EXERCISE DESCRIPTION -> For the records that follow, please set down exactly the lines between the one holding "original_hook(panic_info);" and the one holding "if let Ok(val)", inclusive, and only those.

:: MATERIAL TO PROCESS

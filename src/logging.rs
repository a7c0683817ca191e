use crate::ingress::QueryRequest;
use axum::{
    body::Body,
    http::{Request, Response},
    middleware::Next,
};
use std::panic;
use tracing::{error, info, info_span, Instrument};
use uuid::Uuid;

pub const REQUEST_ID_HEADER: &str = "x-relay-request-id";

/// Sets up a global panic hook that logs panics through tracing before
/// delegating to the previously installed hook.
pub fn setup_panic_hook() {
    let original_hook = panic::take_hook();
    panic::set_hook(Box::new(move |panic_info| {
        let backtrace = std::backtrace::Backtrace::capture();

        let payload = panic_info.payload();
        let message = if let Some(s) = payload.downcast_ref::<&str>() {
            *s
        } else if let Some(s) = payload.downcast_ref::<String>() {
            s.as_str()
        } else {
            "Unknown panic payload"
        };

        let location = panic_info
            .location()
            .map(|l| format!("{}:{}:{}", l.file(), l.line(), l.column()))
            .unwrap_or_else(|| "unknown location".to_string());

        error!(
            target: "panic",
            message = %message,
            location = %location,
            backtrace = %backtrace,
            "FATAL: Application panicked"
        );

        original_hook(panic_info);
    }));
}

/// Tags every request with a fresh id and wraps handling in a span carrying it.
pub async fn request_id_middleware(mut req: Request<Body>, next: Next) -> Response<Body> {
    let request_id = Uuid::new_v4().to_string();
    if let Ok(val) = request_id.parse() {
        req.headers_mut().insert(REQUEST_ID_HEADER, val);
    }

    let span = info_span!("request", request_id = %request_id);
    next.run(req).instrument(span).await
}

pub fn log_query_summary(query: &QueryRequest) {
    let location = match (query.latitude, query.longitude) {
        (Some(lat), Some(lon)) => format!("({:.4}, {:.4})", lat, lon),
        _ => "none".to_string(),
    };
    info!(
        target: "flight_recorder",
        "[QUERY] Type: {} | Prompt: {} chars | Location: {}",
        query.kind.as_wire(),
        query.prompt.len(),
        location
    );
}

/// Per-stream counters, logged once when the stream settles.
#[derive(Default)]
pub struct StreamMetric {
    pub chunks: usize,
    pub bytes: usize,
    pub log_lines: usize,
    pub log_chars: usize,
}

impl StreamMetric {
    pub fn new() -> Self {
        Self::default()
    }

    pub fn record_chunk(&mut self, len: usize) {
        self.chunks += 1;
        self.bytes += len;
    }

    pub fn record_log_line(&mut self, line: &str) {
        self.log_lines += 1;
        self.log_chars += line.len();
    }

    pub fn log_summary(&self, request_id: &str) {
        info!(
            target: "flight_recorder",
            "[STREAM END] RequestID: {} | Chunks: {} | Bytes: {} | Log lines: {} ({} chars)",
            request_id, self.chunks, self.bytes, self.log_lines, self.log_chars
        );
    }
}

#[cfg(test)]
mod tests {
    use super::*;

    #[test]
    fn metric_accumulates_chunks_and_lines() {
        let mut m = StreamMetric::new();
        m.record_chunk(10);
        m.record_chunk(32);
        m.record_log_line("Fetching product data");
        assert_eq!(m.chunks, 2);
        assert_eq!(m.bytes, 42);
        assert_eq!(m.log_lines, 1);
        assert_eq!(m.log_chars, 21);
    }
}
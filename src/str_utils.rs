/// Safely returns a prefix of the string with at most `max_chars` characters.
/// This respects UTF-8 character boundaries.
pub fn prefix_chars(s: &str, max_chars: usize) -> &str {
    match s.char_indices().nth(max_chars) {
        Some((idx, _)) => &s[..idx],
        None => s,
    }
}
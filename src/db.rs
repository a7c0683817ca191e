use crate::constants::DB_PRAGMAS;
use crate::types::{RelayError, Result};
use sqlx::sqlite::SqlitePool;
use std::path::Path;

pub type DbPool = SqlitePool;

pub async fn init_db<P: AsRef<Path>>(path: P) -> Result<DbPool> {
    let path_str = match path.as_ref().to_str() {
        Some(s) => s,
        None => {
            return Err(RelayError::Internal(
                "Invalid database path: Path contains non-UTF8 characters".to_string(),
                tracing_error::SpanTrace::capture(),
            )
            .into())
        }
    };
    let url = format!("sqlite:{}?mode=rwc", path_str);

    let pool = SqlitePool::connect(&url)
        .await
        .map_err(RelayError::Database)?;

    configure_db(&pool).await?;

    if let Err(e) = sqlx::migrate!("./migrations").run(&pool).await {
        return Err(RelayError::Internal(
            format!("Migration failed: {}", e),
            tracing_error::SpanTrace::capture(),
        )
        .into());
    }

    verify_schema_version(&pool).await;

    Ok(pool)
}

async fn configure_db(pool: &DbPool) -> Result<()> {
    for pragma in DB_PRAGMAS {
        if let Err(e) = sqlx::query(pragma).execute(pool).await {
            return Err(RelayError::Database(e).into());
        }
    }
    Ok(())
}

async fn verify_schema_version(pool: &DbPool) {
    let version_row: std::result::Result<(String,), sqlx::Error> =
        sqlx::query_as("SELECT value FROM schema_metadata WHERE key = 'schema_version'")
            .fetch_one(pool)
            .await;

    match version_row {
        Ok((version,)) => {
            tracing::info!("Database initialized. Schema version: {}", version);
        }
        Err(e) => {
            tracing::warn!("Could not verify schema version: {}", e);
        }
    }
}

::::

RESPONSE AREA ->
        original_hook(panic_info);
    }));
}

/// Tags every request with a fresh id and wraps handling in a span carrying it.
pub async fn request_id_middleware(mut req: Request<Body>, next: Next) -> Response<Body> {
    let request_id = Uuid::new_v4().to_string();
    if let Ok(val) = request_id.parse() {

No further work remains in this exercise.